Article Text

  1. K. E. Ashley,
  2. J. Frost,
  3. S. Sanders,
  4. K. Kirchner,
  5. Sonny G.V. Montgomery
  1. V.A. Medical Center, MS., MS.


Diabetic muscle infarction (DMI) was first described in 1965 but since that time, there has been a paucity of cases reported in the literature. A 56-year-old African-American man with type 2 DM of more than 5 years' duration, diabetic neuropathy, hypertension, and dilated cardiomyopathy presented to the VA Medical Center in Jackson, MS, with complaints of acute onset of left thigh pain and swelling of approximately 2 weeks' duration. He denied history of trauma or recent infection. He denied fever, chills, night sweats, rashes, paresthesias, or weakness in his extremities. The severity of the pain precluded him from putting weight on his left leg. On examination, he was afebrile with normal vital signs. He had clinical evidence of CHF. Upon examination of his lower extremities, he was noted to have only trace edema around his ankles but 2+ pitting edema of his left posteromedial thigh. This was very tender to palpation but was not erythematous or warm. There were no skin lesions or rashes. Dorsalis pedis pulses were palpable and equal bilaterally and there was no joint involvement. His muscle strength was not fully tested because of the extreme pain in his leg. Laboratory examination was normal except an elevated glucose, a low albumin level, and elevated alkaline phosphatase. His CPK was normal. His erythrocyte sedimentation rate was elevated and the hemoglobin A1c was 11.8. MRI of the leg showed intense enhancement of the muscles of the left thigh with increase in size and extensive subcutaneous edema.
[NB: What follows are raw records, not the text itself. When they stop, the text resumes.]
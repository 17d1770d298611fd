//! Record table writers.
//!
//! Every writer emits the same twelve columns in the same order
//! (see [`COLUMNS`](crate::record::COLUMNS)):
//!
//! | Writer | Shape |
//! |--------|-------|
//! | [`to_csv`] | comma-separated table with a header row |
//! | [`to_json`] | array of row objects |
//! | [`to_jsonl`] | one row object per line |
//! | [`to_json_columns`] | one object of column arrays |
//!
//! # Example
//!
//! ```rust
//! # #[cfg(all(feature = "csv-output", feature = "json-output"))]
//! # fn main() -> chatstat::Result<()> {
//! use chatstat::core::output::{to_csv, to_jsonl};
//! use chatstat::{FormatTag, parse};
//!
//! let transcript = parse("15/08/23, 9:05 am - Alice: Hello there", FormatTag::Dashed)?;
//!
//! let csv = to_csv(transcript.records())?;
//! assert!(csv.starts_with("user,message,date,only_date,"));
//!
//! let jsonl = to_jsonl(transcript.records())?;
//! assert_eq!(jsonl.lines().count(), 1);
//! # Ok(())
//! # }
//! # #[cfg(not(all(feature = "csv-output", feature = "json-output")))]
//! # fn main() {}
//! ```

#[cfg(feature = "csv-output")]
mod csv_writer;
#[cfg(feature = "json-output")]
mod json_writer;
#[cfg(feature = "json-output")]
mod jsonl_writer;

#[cfg(feature = "csv-output")]
pub use csv_writer::{to_csv, write_csv};
#[cfg(feature = "json-output")]
pub use json_writer::{to_json, to_json_columns, write_json};
#[cfg(feature = "json-output")]
pub use jsonl_writer::{to_jsonl, write_jsonl};
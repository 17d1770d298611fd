//! CSV output writer.

use std::io::Write;

use crate::error::Result;
use crate::record::{COLUMNS, DATE_FORMAT, MessageRecord, ONLY_DATE_FORMAT};

/// Writes records as comma-separated rows under a [`COLUMNS`] header.
///
/// The header is written even when there are no records, so an empty
/// transcript still yields a table with the right shape.
pub fn write_csv<W: Write>(records: &[MessageRecord], writer: W) -> Result<()> {
    let mut writer = csv::WriterBuilder::new().from_writer(writer);

    writer.write_record(COLUMNS)?;
    for record in records {
        writer.write_record(build_row(record))?;
    }

    writer.flush()?;
    Ok(())
}

/// Same table as [`write_csv`], returned as a string.
pub fn to_csv(records: &[MessageRecord]) -> Result<String> {
    let mut buf = Vec::new();
    write_csv(records, &mut buf)?;
    Ok(String::from_utf8(buf)?)
}

fn build_row(record: &MessageRecord) -> [String; 12] {
    let f = &record.features;
    [
        record.sender.as_str().to_string(),
        record.body.clone(),
        record.timestamp.format(DATE_FORMAT).to_string(),
        f.date_only.format(ONLY_DATE_FORMAT).to_string(),
        f.year.to_string(),
        f.month_name.to_string(),
        f.month_number.to_string(),
        f.day_of_month.to_string(),
        f.day_name.to_string(),
        f.hour.to_string(),
        f.minute.to_string(),
        f.hour_range.clone(),
    ]
}

#[cfg(test)]
mod tests {
    use super::*;
    use crate::record::Sender;
    use chrono::NaiveDate;

    fn record(sender: Sender, body: &str) -> MessageRecord {
        let ts = NaiveDate::from_ymd_opt(2023, 8, 15)
            .unwrap()
            .and_hms_opt(14, 30, 5)
            .unwrap();
        MessageRecord::new(ts, sender, body)
    }

    #[test]
    fn test_header_and_row() {
        let csv = to_csv(&[record(Sender::User("Alice".into()), "Hello")]).unwrap();
        let mut lines = csv.lines();
        assert_eq!(
            lines.next().unwrap(),
            "user,message,date,only_date,year,month,month_num,day,day_name,hour,minute,period"
        );
        assert_eq!(
            lines.next().unwrap(),
            "Alice,Hello,2023-08-15 14:30:05,2023-08-15,2023,August,8,15,Tuesday,14,30,14-15"
        );
        assert!(lines.next().is_none());
    }

    #[test]
    fn test_empty_table_keeps_header() {
        let csv = to_csv(&[]).unwrap();
        assert_eq!(csv.lines().count(), 1);
        assert!(csv.starts_with("user,message,"));
    }

    #[test]
    fn test_commas_and_quotes_escaped() {
        let csv = to_csv(&[record(Sender::System, "a, \"b\"")]).unwrap();
        assert!(csv.contains("System,\"a, \"\"b\"\"\","));
    }

    #[test]
    fn test_roundtrip_through_reader() {
        let csv = to_csv(&[
            record(Sender::GroupNotification, "Carol joined"),
            record(Sender::User("Bob".into()), "line with, comma"),
        ])
        .unwrap();

        let mut reader = csv::Reader::from_reader(csv.as_bytes());
        let rows: Vec<csv::StringRecord> = reader.records().map(|r| r.unwrap()).collect();
        assert_eq!(rows.len(), 2);
        assert_eq!(&rows[0][0], "group_notification");
        assert_eq!(&rows[1][1], "line with, comma");
        assert_eq!(&rows[1][11], "14-15");
    }
}
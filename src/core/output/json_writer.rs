//! JSON output writers: row-oriented and column-oriented.

use std::io::Write;

use serde::Serialize;

use crate::error::Result;
use crate::record::{DATE_FORMAT, MessageRecord, ONLY_DATE_FORMAT};

/// Writes records as a pretty-printed JSON array of row objects.
///
/// # Format
/// ```json
/// [
///   {"user": "Alice", "message": "Hello", "date": "2023-08-15 09:05:00", ...}
/// ]
/// ```
pub fn write_json<W: Write>(records: &[MessageRecord], mut writer: W) -> Result<()> {
    serde_json::to_writer_pretty(&mut writer, records)?;
    writeln!(writer)?;
    Ok(())
}

/// Converts records to a pretty-printed JSON array.
pub fn to_json(records: &[MessageRecord]) -> Result<String> {
    Ok(serde_json::to_string_pretty(records)?)
}

/// Converts records to one object holding a parallel array per column.
///
/// This is the shape dataframe loaders accept directly:
/// ```json
/// {"user": ["Alice", "Bob"], "message": ["Hi", "Yo"], ..., "period": ["09-10", "09-10"]}
/// ```
pub fn to_json_columns(records: &[MessageRecord]) -> Result<String> {
    Ok(serde_json::to_string(&ColumnTable::from_records(records))?)
}

/// Column-major view of a record table. Field order is the wire order.
#[derive(Serialize)]
struct ColumnTable<'a> {
    user: Vec<&'a str>,
    message: Vec<&'a str>,
    date: Vec<String>,
    only_date: Vec<String>,
    year: Vec<i32>,
    month: Vec<&'static str>,
    month_num: Vec<u32>,
    day: Vec<u32>,
    day_name: Vec<&'static str>,
    hour: Vec<u32>,
    minute: Vec<u32>,
    period: Vec<&'a str>,
}

impl<'a> ColumnTable<'a> {
    fn from_records(records: &'a [MessageRecord]) -> Self {
        let n = records.len();
        let mut table = Self {
            user: Vec::with_capacity(n),
            message: Vec::with_capacity(n),
            date: Vec::with_capacity(n),
            only_date: Vec::with_capacity(n),
            year: Vec::with_capacity(n),
            month: Vec::with_capacity(n),
            month_num: Vec::with_capacity(n),
            day: Vec::with_capacity(n),
            day_name: Vec::with_capacity(n),
            hour: Vec::with_capacity(n),
            minute: Vec::with_capacity(n),
            period: Vec::with_capacity(n),
        };

        for record in records {
            let f = &record.features;
            table.user.push(record.sender.as_str());
            table.message.push(&record.body);
            table
                .date
                .push(record.timestamp.format(DATE_FORMAT).to_string());
            table
                .only_date
                .push(f.date_only.format(ONLY_DATE_FORMAT).to_string());
            table.year.push(f.year);
            table.month.push(f.month_name);
            table.month_num.push(f.month_number);
            table.day.push(f.day_of_month);
            table.day_name.push(f.day_name);
            table.hour.push(f.hour);
            table.minute.push(f.minute);
            table.period.push(&f.hour_range);
        }

        table
    }
}
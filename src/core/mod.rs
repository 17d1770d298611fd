//! Core types shared by both parsers: parse counters and record writers.

pub mod output;
pub mod stats;

pub use stats::ParseStats;

#[cfg(feature = "csv-output")]
pub use output::{to_csv, write_csv};
#[cfg(feature = "json-output")]
pub use output::{to_json, to_json_columns, to_jsonl, write_json, write_jsonl};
Muscle biopsy showed myopathic changes secondary to diabetic vascular disease with massive scarring and a few peripheral fascicles of ischemic muscle fibers, making the diagnosis of diabetic muscle infarction. DMI is a rare condition that usually affects patients with long-standing or poorly controlled DM. Affected patients typically present with the acute onset of painful swelling of the thigh or calf that then evolves over days to weeks. Muscle enzyme levels may be normal or increased, depending on the stage of the infarction at presentation. Elevated erythrocyte sedimentation rates as well as leukocytosis may also occur. For the most part, laboratory studies should be used to exclude other potential diagnoses.